Ms. Kozak was diagnosed with ovarian cancer in 2010, and has been fighting through the disease and treatments since. As an activity for her Art Expanded  class, she has allowed students, Maria Ivanushkina, Colby Ward, and Gary Yeng, to imprint henna tattoos on her head, which is completely hairless.

“The energy from it and the feeling, the love from it…is the best thing. And you never know how its going to be until it happens. They were excited about it but kind of like “eh” whatever. And then once they got started they enjoyed it. I was getting kind of back and forth from people, ‘I can’t believe your shaving off your head when you actually have hair.’ I said well its really kind of dead, which it was, it was just fuzz, but I said wednesday afternoon…why I even doubted it, its so powerful.”

Henna tattoos are temporary tattoos that last for nearly one month, and are not as dark as an ordinary tattoo.

The designs on Ms. Kozak’s head (visible in the pictures) are representations of healing and good energy, which Ms. Kozak believes will help her through this process.

Ms. Kozak went on a cancer treatment drug trial this past summer that initially seemed hopeful but eventually stopped working. While on the experimental drug treatment, she could not eat, which caused much weight loss.

“It’s been a long process,” she says, “I’ve had so many problems, and now I can’t feel my fingers and my toes and my tongue. I can’t taste anything. They’re all side effects.”

Despite the miserable side effects, lately she says her counts have been going down, as in her cancer marker numbers.

“I’ve been on (the treatment) since September, and my numbers have been going down…and I’m having a scan on the 22nd so my hope is that we can lessen how much chemo I do… I’m hoping that as we get the results on this scan that I can get a little bit of a break, because I’d like to travel…I’ve been pretty much straight treatments.”

Through the draining process Ms. Kozak has feels that being at school is what really helps her through such difficult times.

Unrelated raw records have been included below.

mod ai;
mod bird;
mod config;
mod error;
mod evolution;
mod game;
mod physics;
mod pipes;
mod render;

use ::rand::rngs::StdRng;
use ::rand::SeedableRng;
use ai::Genome;
use anyhow::{Context, Result};
use clap::Parser;
use config::Config;
use evolution::{Checkpoint, Population, TrainingSession};
use game::{TickInput, World};
use macroquad::prelude::*;
use std::path::{Path, PathBuf};
use tracing_subscriber::{layer::SubscriberExt, util::SubscriberInitExt, EnvFilter};

/// Cap on simulation steps per rendered frame, so a stalled frame cannot snowball
const MAX_STEPS_PER_FRAME: u32 = 5;

/// Training speed multipliers cycled with Up/Down
const SPEED_LEVELS: [u32; 5] = [1, 2, 4, 8, 16];

#[derive(Parser, Debug)]
#[command(author, version, about = "Flappy bird with evolved neural opponents", long_about = None)]
struct Args {
    /// Play against AI birds, or watch a population evolve
    #[arg(short, long, value_enum, default_value = "play")]
    mode: RunMode,

    /// TOML config file; defaults apply if it does not exist
    #[arg(short, long, default_value = "flappy.toml")]
    config: PathBuf,

    /// Seed for pipe placement, initial genomes and mutation
    #[arg(long)]
    seed: Option<u64>,

    /// Override the number of training generations
    #[arg(long)]
    generations: Option<u32>,

    /// Train without opening a window
    #[arg(long)]
    headless: bool,

    /// Training: resume from and save to this file. Play: take opponents from it.
    #[arg(long)]
    checkpoint: Option<PathBuf>,
}

#[derive(clap::ValueEnum, Clone, Copy, Debug, PartialEq, Eq)]
enum RunMode {
    Play,
    Train,
}

fn main() -> Result<()> {
    tracing_subscriber::registry()
        .with(EnvFilter::new(
            std::env::var("RUST_LOG").unwrap_or_else(|_| "flappy_evolve=info".into()),
        ))
        .with(tracing_subscriber::fmt::layer())
        .init();

    let args = Args::parse();

    let mut config = Config::load(&args.config)
        .with_context(|| format!("loading config from {}", args.config.display()))?;
    if let Some(generations) = args.generations {
        config.evolution.generation_count = generations;
    }
    config.validate().context("invalid configuration")?;

    let rng = match args.seed {
        Some(seed) => StdRng::seed_from_u64(seed),
        None => StdRng::from_entropy(),
    };

    match (args.mode, args.headless) {
        (RunMode::Train, true) => {
            train_headless(&config, args.checkpoint.as_deref(), rng);
            Ok(())
        }
        (RunMode::Play, true) => anyhow::bail!("play mode needs a window, drop --headless"),
        (RunMode::Train, false) => {
            macroquad::Window::from_config(
                window_conf(&config),
                train_window(config, args.checkpoint, rng),
            );
            Ok(())
        }
        (RunMode::Play, false) => {
            macroquad::Window::from_config(
                window_conf(&config),
                play_window(config, args.checkpoint, rng),
            );
            Ok(())
        }
    }
}

fn window_conf(config: &Config) -> Conf {
    Conf {
        window_title: "Flappy Evolve".to_string(),
        window_width: config.game.screen_width as i32,
        window_height: config.game.screen_height as i32,
        window_resizable: true,
        ..Default::default()
    }
}

/// Turns variable frame times into a whole number of fixed ticks
struct FixedStep {
    dt: f32,
    acc: f32,
}

impl FixedStep {
    fn new(dt: f32) -> Self {
        Self { dt, acc: 0.0 }
    }

    fn ticks(&mut self, frame_time: f32) -> u32 {
        self.acc = (self.acc + frame_time).min(self.dt * MAX_STEPS_PER_FRAME as f32);
        let n = (self.acc / self.dt) as u32;
        self.acc -= n as f32 * self.dt;
        n
    }
}

/// Fold this frame's Space/R presses into the input waiting for the next tick
fn sample_keys(pending: &mut TickInput, pressed: impl Fn(KeyCode) -> bool) {
    pending.flap |= pressed(KeyCode::Space);
    pending.restart |= pressed(KeyCode::R);
}

/// Resume from a checkpoint whose population fits the config, else start fresh
fn start_session(config: &Config, checkpoint: Option<&Path>, rng: &mut StdRng) -> TrainingSession {
    let Some(path) = checkpoint.filter(|p| p.exists()) else {
        return TrainingSession::new(config, rng);
    };
    match Checkpoint::load(path) {
        Ok(cp) if cp.genomes.len() == config.evolution.population_size => {
            tracing::info!(
                generation = cp.generation,
                genomes = cp.genomes.len(),
                "resuming from checkpoint"
            );
            TrainingSession::with_population(config, Population::from_genomes(cp.genomes, cp.generation))
        }
        Ok(cp) => {
            tracing::warn!(
                found = cp.genomes.len(),
                expected = config.evolution.population_size,
                "checkpoint population size mismatch, starting fresh"
            );
            TrainingSession::new(config, rng)
        }
        Err(e) => {
            tracing::warn!("failed to load checkpoint: {e}, starting fresh");
            TrainingSession::new(config, rng)
        }
    }
}

fn save_session(session: &TrainingSession, path: Option<&Path>) {
    let Some(path) = path else { return };
    match session.to_checkpoint().save(path) {
        Ok(()) => tracing::info!(
            generation = session.generation(),
            "saved checkpoint to {}",
            path.display()
        ),
        Err(e) => tracing::error!("failed to save checkpoint: {e}"),
    }
}

/// Opponents for a playable match: the best checkpoint genomes if available,
/// otherwise random brains. The flag says whether they came from a checkpoint.
fn opponent_genomes(config: &Config, checkpoint: Option<&Path>, rng: &mut StdRng) -> (Vec<Genome>, bool) {
    let count = config.play.opponent_start_ys.len();
    if let Some(path) = checkpoint {
        match Checkpoint::load(path) {
            Ok(cp) if !cp.genomes.is_empty() => {
                tracing::info!("opponents loaded from {}", path.display());
                let genomes = cp.genomes.iter().cycle().take(count).cloned().collect();
                return (genomes, true);
            }
            Ok(_) => tracing::warn!("checkpoint has no genomes, using random opponents"),
            Err(e) => tracing::warn!("failed to load checkpoint: {e}, using random opponents"),
        }
    }
    let play = &config.play;
    let genomes = (0..count)
        .map(|_| Genome::random(rng, play.opponent_weight_span, play.opponent_bias_span))
        .collect();
    (genomes, false)
}

fn train_headless(config: &Config, checkpoint: Option<&Path>, mut rng: StdRng) {
    let mut session = start_session(config, checkpoint, &mut rng);
    tracing::info!(
        population = session.population.len(),
        generations = config.evolution.generation_count,
        "starting evolution"
    );
    session.run(&mut rng);
    tracing::info!(best = session.best_fitness, "evolution complete");
    save_session(&session, checkpoint);
}

async fn train_window(config: Config, checkpoint: Option<PathBuf>, mut rng: StdRng) {
    let mut session = start_session(&config, checkpoint.as_deref(), &mut rng);
    let mut world = session.spawn_world(&mut rng);
    let dt = config.game.tick_dt;
    let mut clock = FixedStep::new(dt);
    let mut speed_index = 0;
    // R restarts the current generation from scratch
    let mut pending = TickInput::default();

    loop {
        if is_key_pressed(KeyCode::Escape) {
            break;
        }
        if is_key_pressed(KeyCode::Up) && speed_index < SPEED_LEVELS.len() - 1 {
            speed_index += 1;
        }
        if is_key_pressed(KeyCode::Down) && speed_index > 0 {
            speed_index -= 1;
        }
        sample_keys(&mut pending, is_key_pressed);

        if !session.is_finished() {
            let steps = clock.ticks(get_frame_time()) * SPEED_LEVELS[speed_index];
            for _ in 0..steps {
                world.step(std::mem::take(&mut pending), dt, &mut rng);
                if world.is_running() {
                    continue;
                }
                session.complete_generation(&world, &mut rng);
                if session.is_finished() {
                    tracing::info!(best = session.best_fitness, "evolution complete");
                    save_session(&session, checkpoint.as_deref());
                    break;
                }
                world = session.spawn_world(&mut rng);
            }
        }

        let snap = world.snapshot();
        render::draw_world(&snap, world.game_config());
        render::draw_training_hud(
            session.generation(),
            snap.alive_count(),
            session.best_fitness,
            snap.tick,
            SPEED_LEVELS[speed_index],
            session.history.last(),
        );
        if session.is_finished() {
            render::draw_training_done(session.history.len(), session.best_fitness);
        }

        next_frame().await;
    }
}

async fn play_window(config: Config, checkpoint: Option<PathBuf>, mut rng: StdRng) {
    let (opponents, pinned) = opponent_genomes(&config, checkpoint.as_deref(), &mut rng);
    let mut world = World::playable(&config, opponents, &mut rng);
    world.reroll_on_restart = !pinned;

    let dt = config.game.tick_dt;
    let mut clock = FixedStep::new(dt);
    // At most one flap and one restart carried to the next tick
    let mut pending = TickInput::default();

    loop {
        if is_key_pressed(KeyCode::Escape) {
            break;
        }
        sample_keys(&mut pending, is_key_pressed);

        for _ in 0..clock.ticks(get_frame_time()) {
            world.step(std::mem::take(&mut pending), dt, &mut rng);
        }

        let snap = world.snapshot();
        render::draw_world(&snap, world.game_config());
        render::draw_scores(&snap);
        if let Some(standings) = &snap.standings {
            render::draw_match_over(standings);
        }

        next_frame().await;
    }
}

#[cfg(test)]
mod tests {
    use super::*;

    #[test]
    fn fixed_step_accumulates_partial_frames() {
        let mut clock = FixedStep::new(0.01);
        assert_eq!(clock.ticks(0.004), 0);
        assert_eq!(clock.ticks(0.004), 0);
        assert_eq!(clock.ticks(0.004), 1);
    }

    #[test]
    fn fixed_step_caps_long_frames() {
        let mut clock = FixedStep::new(0.01);
        assert_eq!(clock.ticks(10.0), MAX_STEPS_PER_FRAME);
        assert_eq!(clock.ticks(0.0), 0);
    }

    #[test]
    fn keys_accumulate_until_consumed() {
        let mut pending = TickInput::default();
        sample_keys(&mut pending, |k| k == KeyCode::R);
        sample_keys(&mut pending, |_| false);
        assert!(pending.restart);
        assert!(!pending.flap);

        sample_keys(&mut pending, |k| k == KeyCode::Space);
        let taken = std::mem::take(&mut pending);
        assert!(taken.flap && taken.restart);
        assert_eq!(pending, TickInput::default());
    }

    #[test]
    fn training_restart_resets_generation() {
        let mut rng = StdRng::seed_from_u64(3);
        let config = Config::default();
        let session = TrainingSession::new(&config, &mut rng);
        let mut world = session.spawn_world(&mut rng);
        for _ in 0..20 {
            world.step(TickInput::default(), config.game.tick_dt, &mut rng);
        }

        let mut pending = TickInput::default();
        sample_keys(&mut pending, |k| k == KeyCode::R);
        world.step(std::mem::take(&mut pending), config.game.tick_dt, &mut rng);

        assert_eq!(world.tick, 0);
        assert_eq!(world.alive_count(), config.evolution.population_size);
    }

    #[test]
    fn args_parse_training_flags() {
        let args = Args::try_parse_from([
            "flappy-evolve",
            "--mode",
            "train",
            "--headless",
            "--seed",
            "42",
            "--generations",
            "5",
        ])
        .unwrap();
        assert_eq!(args.mode, RunMode::Train);
        assert!(args.headless);
        assert_eq!(args.seed, Some(42));
        assert_eq!(args.generations, Some(5));
        assert!(args.checkpoint.is_none());
    }

    #[test]
    fn args_default_to_play() {
        let args = Args::try_parse_from(["flappy-evolve"]).unwrap();
        assert_eq!(args.mode, RunMode::Play);
        assert_eq!(args.config, PathBuf::from("flappy.toml"));
    }

    #[test]
    fn fresh_session_without_checkpoint() {
        let mut rng = StdRng::seed_from_u64(1);
        let config = Config::default();
        let session = start_session(&config, Some(Path::new("missing.json")), &mut rng);
        assert_eq!(session.population.len(), config.evolution.population_size);
        assert_eq!(session.generation(), 0);
    }

    #[test]
    fn random_opponents_without_checkpoint() {
        let mut rng = StdRng::seed_from_u64(1);
        let config = Config::default();
        let (genomes, pinned) = opponent_genomes(&config, None, &mut rng);
        assert_eq!(genomes.len(), 3);
        assert!(!pinned);
    }

    #[test]
    fn checkpoint_opponents_are_pinned() {
        let mut rng = StdRng::seed_from_u64(2);
        let mut config = Config::default();
        config.evolution.generation_count = 1;
        let mut session = TrainingSession::new(&config, &mut rng);
        session.run(&mut rng);

        let path = std::env::temp_dir().join(format!("flappy_opponents_{}.json", std::process::id()));
        save_session(&session, Some(&path));
        let (genomes, pinned) = opponent_genomes(&config, Some(&path), &mut rng);
        std::fs::remove_file(&path).ok();

        assert!(pinned);
        assert_eq!(genomes.len(), 3);
        assert_eq!(genomes[0], session.to_checkpoint().genomes[0]);
    }
}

“You just kind of go with it, you know, and energy wise though, I feel pretty good. And it is the same thing you know, you guys do it. That’s why I come to work everyday, its just so awesome. Its a huge contribution. People ask me all the time ‘are you still working’ and I’m like (confidently) ‘yeah.’ You guys keep me going. I told Mr. Mahler he’ll have to wheel me out of here.”